INSTRUCTIONS FOR THE TASK —
Your response should reproduce every line of the entries that contains the word "enabled".
[[ WORKING DATA open ]]
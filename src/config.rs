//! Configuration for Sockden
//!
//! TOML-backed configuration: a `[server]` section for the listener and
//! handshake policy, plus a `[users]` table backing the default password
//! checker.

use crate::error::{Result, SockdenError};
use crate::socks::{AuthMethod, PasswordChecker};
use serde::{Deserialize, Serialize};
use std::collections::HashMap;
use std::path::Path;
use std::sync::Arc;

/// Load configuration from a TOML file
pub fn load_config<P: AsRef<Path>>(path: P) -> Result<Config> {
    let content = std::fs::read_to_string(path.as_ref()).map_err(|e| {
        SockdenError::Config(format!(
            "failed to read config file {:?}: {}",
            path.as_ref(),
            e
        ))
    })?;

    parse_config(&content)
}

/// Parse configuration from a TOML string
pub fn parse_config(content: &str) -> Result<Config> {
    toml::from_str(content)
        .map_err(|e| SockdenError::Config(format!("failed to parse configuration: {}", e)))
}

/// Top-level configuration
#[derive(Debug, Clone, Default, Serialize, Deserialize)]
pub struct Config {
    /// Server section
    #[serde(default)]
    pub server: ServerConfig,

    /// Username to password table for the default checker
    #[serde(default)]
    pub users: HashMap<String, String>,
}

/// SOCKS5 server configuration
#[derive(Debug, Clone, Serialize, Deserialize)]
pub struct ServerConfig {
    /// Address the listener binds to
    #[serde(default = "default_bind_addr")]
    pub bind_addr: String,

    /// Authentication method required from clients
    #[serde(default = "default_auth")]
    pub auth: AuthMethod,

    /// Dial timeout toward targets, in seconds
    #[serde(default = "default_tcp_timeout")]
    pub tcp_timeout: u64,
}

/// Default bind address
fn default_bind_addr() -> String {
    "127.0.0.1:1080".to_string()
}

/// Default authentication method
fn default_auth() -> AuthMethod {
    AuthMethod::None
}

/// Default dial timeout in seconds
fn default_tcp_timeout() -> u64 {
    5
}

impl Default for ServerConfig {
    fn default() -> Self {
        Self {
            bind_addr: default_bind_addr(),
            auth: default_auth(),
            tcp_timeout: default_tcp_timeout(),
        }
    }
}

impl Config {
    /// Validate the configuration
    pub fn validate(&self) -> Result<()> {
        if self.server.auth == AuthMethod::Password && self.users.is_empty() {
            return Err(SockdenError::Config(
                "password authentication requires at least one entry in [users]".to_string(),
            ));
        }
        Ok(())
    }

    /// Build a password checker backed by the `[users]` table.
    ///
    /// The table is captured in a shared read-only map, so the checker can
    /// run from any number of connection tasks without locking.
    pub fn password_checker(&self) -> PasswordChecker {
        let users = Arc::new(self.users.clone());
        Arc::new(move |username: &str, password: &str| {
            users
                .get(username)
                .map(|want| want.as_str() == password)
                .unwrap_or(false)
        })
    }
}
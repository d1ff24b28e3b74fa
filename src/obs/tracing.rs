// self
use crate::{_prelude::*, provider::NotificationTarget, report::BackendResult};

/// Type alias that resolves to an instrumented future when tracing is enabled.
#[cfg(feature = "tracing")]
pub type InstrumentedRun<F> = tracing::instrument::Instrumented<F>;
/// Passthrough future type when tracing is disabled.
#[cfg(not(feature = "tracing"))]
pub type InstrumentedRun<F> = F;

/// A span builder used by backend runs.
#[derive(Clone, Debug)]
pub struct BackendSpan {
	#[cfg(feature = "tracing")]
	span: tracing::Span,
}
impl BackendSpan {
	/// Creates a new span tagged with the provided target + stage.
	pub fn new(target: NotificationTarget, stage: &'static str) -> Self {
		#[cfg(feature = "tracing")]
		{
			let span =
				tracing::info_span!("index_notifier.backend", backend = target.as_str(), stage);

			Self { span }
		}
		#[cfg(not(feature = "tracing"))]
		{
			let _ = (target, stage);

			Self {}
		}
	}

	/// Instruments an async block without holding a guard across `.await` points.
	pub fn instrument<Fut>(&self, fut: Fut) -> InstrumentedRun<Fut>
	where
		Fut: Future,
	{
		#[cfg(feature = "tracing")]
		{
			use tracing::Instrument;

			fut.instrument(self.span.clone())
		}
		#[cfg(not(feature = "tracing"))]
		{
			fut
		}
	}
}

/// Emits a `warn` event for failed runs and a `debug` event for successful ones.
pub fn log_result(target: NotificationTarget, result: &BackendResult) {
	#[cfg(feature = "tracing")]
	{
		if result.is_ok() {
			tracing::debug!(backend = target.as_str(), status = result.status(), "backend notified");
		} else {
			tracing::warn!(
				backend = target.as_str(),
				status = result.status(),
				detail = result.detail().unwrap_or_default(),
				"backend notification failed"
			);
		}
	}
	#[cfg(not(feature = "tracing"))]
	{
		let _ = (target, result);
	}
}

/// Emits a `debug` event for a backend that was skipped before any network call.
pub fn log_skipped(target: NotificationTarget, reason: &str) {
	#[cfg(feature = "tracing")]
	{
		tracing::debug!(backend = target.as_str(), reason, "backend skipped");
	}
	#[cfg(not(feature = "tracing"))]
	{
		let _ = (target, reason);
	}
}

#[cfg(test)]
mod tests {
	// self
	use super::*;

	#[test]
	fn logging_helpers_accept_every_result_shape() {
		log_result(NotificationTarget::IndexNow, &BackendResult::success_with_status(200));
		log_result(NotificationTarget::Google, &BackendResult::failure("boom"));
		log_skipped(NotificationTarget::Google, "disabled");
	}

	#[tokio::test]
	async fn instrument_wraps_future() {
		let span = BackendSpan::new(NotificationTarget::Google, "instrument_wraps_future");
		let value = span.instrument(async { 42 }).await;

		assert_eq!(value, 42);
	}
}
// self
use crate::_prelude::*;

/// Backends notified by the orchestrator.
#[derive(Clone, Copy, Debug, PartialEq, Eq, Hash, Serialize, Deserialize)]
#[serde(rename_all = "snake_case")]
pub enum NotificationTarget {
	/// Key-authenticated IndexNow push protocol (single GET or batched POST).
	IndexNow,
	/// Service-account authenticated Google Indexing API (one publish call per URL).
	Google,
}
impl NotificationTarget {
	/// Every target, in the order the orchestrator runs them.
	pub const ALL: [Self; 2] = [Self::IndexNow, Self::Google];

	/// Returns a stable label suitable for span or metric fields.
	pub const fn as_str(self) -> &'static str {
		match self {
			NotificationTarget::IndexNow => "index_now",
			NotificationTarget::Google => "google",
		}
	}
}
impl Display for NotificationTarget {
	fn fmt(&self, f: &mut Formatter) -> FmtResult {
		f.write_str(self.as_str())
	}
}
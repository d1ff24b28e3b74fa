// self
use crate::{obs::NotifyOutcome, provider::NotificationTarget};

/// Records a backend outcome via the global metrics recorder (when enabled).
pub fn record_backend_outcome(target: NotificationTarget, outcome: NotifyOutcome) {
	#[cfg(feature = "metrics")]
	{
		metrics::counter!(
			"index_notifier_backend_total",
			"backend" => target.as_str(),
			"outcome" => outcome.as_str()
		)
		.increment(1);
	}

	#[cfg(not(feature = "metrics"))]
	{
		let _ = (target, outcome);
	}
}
[[ WORKING DATA closed ]]
RESULT FOR THIS TASK —
/// Type alias that resolves to an instrumented future when tracing is enabled.
/// Records a backend outcome via the global metrics recorder (when enabled).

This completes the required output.